Burkhead returns home a champion: Plano alum’s fundraiser tops $100K mark








2 hrs ago (April 18, 2019)














Just two months removed from a win in Super Bowl LIII with the New England Patriots, Plano Senior alum Rex Burkhead, middle, returned to his hometown to host the third annual Team Jack Trifecta.

Not even a bout with Mother Nature could slow Plano Senior alum Rex Burkhead and the Team Jack Foundation from its most successful Team Jack Trifecta yet.
From the start of the three-sport fundraiser’s morning 5K fun run outside Plano’s Clark Stadium to the last bid submitted for the event’s national online auction Sunday evening, and all the festivities in between, Team Jack raised approximately $105,000 toward pediatric brain cancer research – a $40,000 increase from last year and a number plenty gratifying for the New England Patriots running back fresh off the fundraiser’s third installment.
“Everyone had a great time … and it’s so great seeing so many people continue to come back and bring more people with them,” Burkhead said. “It’s awesome to be a part of this.”
Getting there required some improvisation after inclement weather drenched the start of the youth football camp, held mid-morning at Clark on April 6. Moments after Burkhead led a crowd of kids through the stadium tunnel and onto the field for warm-up stretches, heavy rainfall forced a momentary delay as campers were shuttled into the locker rooms and equipment was loaded into trucks to be transported across the street to PSA2.
During the downtime, kids were kept entertained by the camp’s cast of college and professional football veterans – including several with local ties, like Plano alum and current Los Angeles Ram Joseph Noteboom, Allen alum and current Jacksonville Jaguar Cedric Obguehi and Plano West alums Jackson Jeffcoat and Ameen Behbahani – before the camp resumed on the PSA2 basketball courts.
“Ameen had everyone going and playing different games. Trust me, they weren’t bored at all,” Burkhead said. “… We couldn’t have done it without the volunteers and coaches. Everybody pitched in and transported all the equipment over [to PSA2], and we had to do some things a little different, but it was still a lot of fun.”













Nearly 200 kids participated in the youth football camp during the Team Jack Trifecta.

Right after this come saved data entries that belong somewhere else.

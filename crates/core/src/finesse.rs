//! Finesse: the fewest key presses that place a piece.
//!
//! A placement is judged by where the piece would land on an empty board,
//! so two rotations with the same footprint (an I piece standing in either
//! of its vertical states) count as the same target.

use std::collections::{HashSet, VecDeque};

use crate::board::Board;
use crate::catalog::{catalog, try_rotate, Piece};
use crate::types::RotationDelta;

/// Cells of `piece` after a hard drop onto `board`, sorted.
fn footprint(board: &Board, piece: &Piece) -> Vec<(i8, i8)> {
    let mut dropped = *piece;
    while !board.collides(&dropped.moved(0, 1)) {
        dropped = dropped.moved(0, 1);
    }
    let mut cells: Vec<_> = dropped.cells().collect();
    cells.sort_unstable();
    cells
}

/// Presses needed to bring a fresh spawn of `target`'s piece over the
/// footprint `target` drops to.
///
/// Taps, slides to a wall and quarter turns cost one press each; half turns
/// are left out. `None` for pieces outside the catalog or targets no
/// sequence reaches.
pub fn optimal_presses(target: &Piece) -> Option<u32> {
    let board = Board::new();
    let start = catalog().spawn(target.piece_ref())?;
    let goal = footprint(&board, target);
    let step = catalog().set(target.set).step as i8;
    let fits = |p: &Piece| !board.collides(p);
    let slide = |mut p: Piece, dx: i8| {
        while fits(&p.moved(dx, 0)) {
            p = p.moved(dx, 0);
        }
        p
    };

    let mut seen = HashSet::from([(start.x, start.y, start.rotation)]);
    let mut queue = VecDeque::from([(start, 0u32)]);
    while let Some((piece, presses)) = queue.pop_front() {
        if footprint(&board, &piece) == goal {
            return Some(presses);
        }
        let next = [
            Some(piece.moved(-step, 0)).filter(fits),
            Some(piece.moved(step, 0)).filter(fits),
            Some(slide(piece, -step)),
            Some(slide(piece, step)),
            try_rotate(&piece, RotationDelta::Cw, fits).map(|(p, _)| p),
            try_rotate(&piece, RotationDelta::Ccw, fits).map(|(p, _)| p),
        ];
        for moved in next.into_iter().flatten() {
            if seen.insert((moved.x, moved.y, moved.rotation)) {
                queue.push_back((moved, presses + 1));
            }
        }
    }
    None
}
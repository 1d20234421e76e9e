use log::trace;

use super::frame::{Frame, FrameType};
use super::state::ReplayState;
use super::DIFF_FRAME_MAX_TIME;
use crate::bitstream::BitReader;
use crate::error::{CodecError, CodecResult};

/// Streams are byte padded; fewer bits than this cannot start a frame.
const MIN_FRAME_BITS: usize = 8;

/// Incremental frame reader.
#[derive(Debug, Clone)]
pub struct Replay2Decoder<'a> {
    reader: BitReader<'a>,
    last_t: Option<u32>,
    last_full: Option<u32>,
}

impl<'a> Replay2Decoder<'a> {
    pub fn new(bytes: &'a [u8]) -> Self {
        Self {
            reader: BitReader::new(bytes),
            last_t: None,
            last_full: None,
        }
    }

    /// Next frame, or `None` at the end of the stream.
    pub fn next_frame(&mut self) -> CodecResult<Option<Frame>> {
        if self.reader.remaining() < MIN_FRAME_BITS {
            return Ok(None);
        }
        let frame = Frame::read(&mut self.reader, self.last_t)?;
        match frame.kind {
            FrameType::Full => {
                if let Some(previous) = self.last_t.filter(|&p| frame.timestamp < p) {
                    return Err(CodecError::TimeReversed {
                        t: frame.timestamp,
                        previous,
                    });
                }
                self.last_full = Some(frame.timestamp);
            }
            FrameType::Diff => {
                let last_full = self.last_full.ok_or(CodecError::InvalidFrame {
                    timestamp: frame.timestamp,
                    reason: "diff frame before any full frame",
                })?;
                if frame.timestamp - last_full > DIFF_FRAME_MAX_TIME {
                    return Err(CodecError::InvalidFrame {
                        timestamp: frame.timestamp,
                        reason: "diff frame too far from its full frame",
                    });
                }
            }
        }
        trace!("replay2 {:?} frame at {} ms", frame.kind, frame.timestamp);
        self.last_t = Some(frame.timestamp);
        Ok(Some(frame))
    }
}

impl Iterator for Replay2Decoder<'_> {
    type Item = CodecResult<Frame>;

    fn next(&mut self) -> Option<Self::Item> {
        self.next_frame().transpose()
    }
}

/// Decode every frame of a stream.
pub fn decode(bytes: &[u8]) -> CodecResult<Vec<Frame>> {
    Replay2Decoder::new(bytes).collect()
}

/// The state after each frame.
pub fn states(frames: &[Frame]) -> CodecResult<Vec<(u32, ReplayState)>> {
    let mut state = ReplayState::default();
    frames
        .iter()
        .map(|frame| {
            state.apply(frame)?;
            Ok((frame.timestamp, state.clone()))
        })
        .collect()
}

/// State at time `t`, starting from the last FULL frame at or before it.
pub fn seek(frames: &[Frame], t: u32) -> CodecResult<ReplayState> {
    let end = frames.partition_point(|f| f.timestamp <= t);
    let start = frames[..end]
        .iter()
        .rposition(|f| f.kind == FrameType::Full)
        .unwrap_or(0);
    let mut state = ReplayState::default();
    for frame in &frames[start..end] {
        state.apply(frame)?;
    }
    Ok(state)
}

While nearly 200 campers rotated through a variety of instructional stations, drilling all manner of football fundamentals, spectators scoured the facility to bid on items up for auction, as well as sample vendor stations and even take pictures with the Vince Lombardi Trophy.
The NFL’s illustrious championship relic was on display at the Trifecta just over two months after Burkhead and the Patriots defeated the Rams, 13-3, in Super Bowl LIII – crowning the Plano alum an NFL champion for the first time in his six-year pro career.
“It’s something you dream about as a little kid and to get there and accomplish that with such a great team and a bunch of great guys, it really is a thrill,” Burkhead said.
Although Burkhead wound up contributing plenty to New England’s sixth title, getting there required overcoming an early-season neck injury that sidelined the former Wildcat for just over two months – the longest stretch of missed time during the running back’s career.
“It was just something that had to heal and it was definitely tough being out and not being around the guys,” Burkhead said. “I had never been out for that long, so you just have to stay focused and do what you can. The staff and trainers did a great job getting me back and in shape.”
Returning to a crowded backfield alongside standout rookie Sony Michel and versatile rusher James White, Burkhead was worked back into the fold as part of a running game that took on a greater workload throughout the postseason. The Patriots averaged 161.7 rushing yards per game during the playoffs – an average that was the NFL’s highest since 2012 and New England’s highest since 1976.
Burkhead was part of that three-headed monster, including scoring the final two touchdowns of the Patriots’ 37-31 road win over the Kansas City Chiefs in the AFC Championship Game on Jan. 20.
“That was great. It was such a big win and to do so in an environment like that, we knew it was going to be a tough game,” Burkhead said. “Just to know that you’re going to the Super Bowl after a win like that, especially in overtime, is the best feeling.”
Burkhead picked up where he left off in his second consecutive Super Bowl appearance, leading all players in yards per carry (6.1) and helping cement the Patriots’ victory late in the fourth quarter with one of the game’s signature plays – a 26-yard run that helped set up a Stephen Gostkowski field goal for a 10-point lead with 3:05 to play.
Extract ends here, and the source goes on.